Stored dataset items
──────────────────────────────

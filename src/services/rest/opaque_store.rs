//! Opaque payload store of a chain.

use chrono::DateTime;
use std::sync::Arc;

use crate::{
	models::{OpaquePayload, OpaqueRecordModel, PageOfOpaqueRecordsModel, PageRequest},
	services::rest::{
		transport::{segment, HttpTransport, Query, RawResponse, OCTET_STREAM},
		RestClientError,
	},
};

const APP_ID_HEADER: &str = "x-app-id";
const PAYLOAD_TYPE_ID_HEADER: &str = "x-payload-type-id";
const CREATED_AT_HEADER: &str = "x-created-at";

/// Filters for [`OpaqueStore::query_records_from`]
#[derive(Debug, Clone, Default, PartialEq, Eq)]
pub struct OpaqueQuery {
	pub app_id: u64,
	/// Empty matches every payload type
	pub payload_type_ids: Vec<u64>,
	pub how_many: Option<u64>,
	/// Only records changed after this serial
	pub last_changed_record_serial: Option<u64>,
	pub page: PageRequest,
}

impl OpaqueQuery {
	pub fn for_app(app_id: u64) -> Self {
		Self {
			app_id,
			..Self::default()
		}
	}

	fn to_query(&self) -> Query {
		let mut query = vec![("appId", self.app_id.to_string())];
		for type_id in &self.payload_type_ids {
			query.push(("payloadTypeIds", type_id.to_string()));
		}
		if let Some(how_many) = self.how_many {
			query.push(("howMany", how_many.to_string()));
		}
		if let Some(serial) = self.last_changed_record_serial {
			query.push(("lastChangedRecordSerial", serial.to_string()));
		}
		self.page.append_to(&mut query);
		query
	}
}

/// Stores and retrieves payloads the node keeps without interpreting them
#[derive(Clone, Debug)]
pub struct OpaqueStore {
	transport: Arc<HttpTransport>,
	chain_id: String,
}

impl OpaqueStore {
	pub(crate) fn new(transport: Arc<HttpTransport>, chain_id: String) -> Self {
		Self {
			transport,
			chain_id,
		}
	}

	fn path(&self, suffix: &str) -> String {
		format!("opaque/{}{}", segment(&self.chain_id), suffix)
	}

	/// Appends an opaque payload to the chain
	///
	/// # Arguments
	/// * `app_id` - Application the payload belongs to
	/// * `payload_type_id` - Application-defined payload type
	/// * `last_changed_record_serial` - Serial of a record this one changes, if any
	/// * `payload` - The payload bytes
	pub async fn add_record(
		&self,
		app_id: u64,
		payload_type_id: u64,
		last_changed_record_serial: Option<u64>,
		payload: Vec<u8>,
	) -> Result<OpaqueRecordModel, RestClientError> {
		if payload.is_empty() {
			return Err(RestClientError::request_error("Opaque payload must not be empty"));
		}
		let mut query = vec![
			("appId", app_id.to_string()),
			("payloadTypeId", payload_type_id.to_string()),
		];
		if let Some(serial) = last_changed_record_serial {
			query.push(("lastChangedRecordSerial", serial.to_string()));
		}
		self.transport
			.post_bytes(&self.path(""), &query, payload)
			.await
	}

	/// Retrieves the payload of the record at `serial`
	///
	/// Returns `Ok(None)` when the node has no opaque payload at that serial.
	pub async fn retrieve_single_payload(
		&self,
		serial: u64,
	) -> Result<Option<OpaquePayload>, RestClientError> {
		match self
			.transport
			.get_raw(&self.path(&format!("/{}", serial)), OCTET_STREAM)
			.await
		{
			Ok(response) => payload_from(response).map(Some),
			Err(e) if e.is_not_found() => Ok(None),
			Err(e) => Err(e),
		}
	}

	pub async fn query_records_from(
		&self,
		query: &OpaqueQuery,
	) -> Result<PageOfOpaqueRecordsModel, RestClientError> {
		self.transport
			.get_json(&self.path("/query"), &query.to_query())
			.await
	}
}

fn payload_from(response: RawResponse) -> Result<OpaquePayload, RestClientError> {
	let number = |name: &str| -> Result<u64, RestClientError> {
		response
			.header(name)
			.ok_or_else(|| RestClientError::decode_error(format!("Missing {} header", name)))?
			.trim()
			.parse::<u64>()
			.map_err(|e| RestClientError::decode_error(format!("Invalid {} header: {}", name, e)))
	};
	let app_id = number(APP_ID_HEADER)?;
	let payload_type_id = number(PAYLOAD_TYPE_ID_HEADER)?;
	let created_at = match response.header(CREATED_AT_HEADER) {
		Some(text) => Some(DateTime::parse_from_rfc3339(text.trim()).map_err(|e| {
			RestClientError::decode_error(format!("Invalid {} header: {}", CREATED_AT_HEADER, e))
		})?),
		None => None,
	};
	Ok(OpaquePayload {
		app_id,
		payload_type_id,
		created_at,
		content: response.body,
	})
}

──────────────────────────────

# WHAT THE TASK ASKS
I need each line of the entries that holds the string "struct" located and copied.

# SOLUTION
pub struct OpaqueQuery {
pub struct OpaqueStore {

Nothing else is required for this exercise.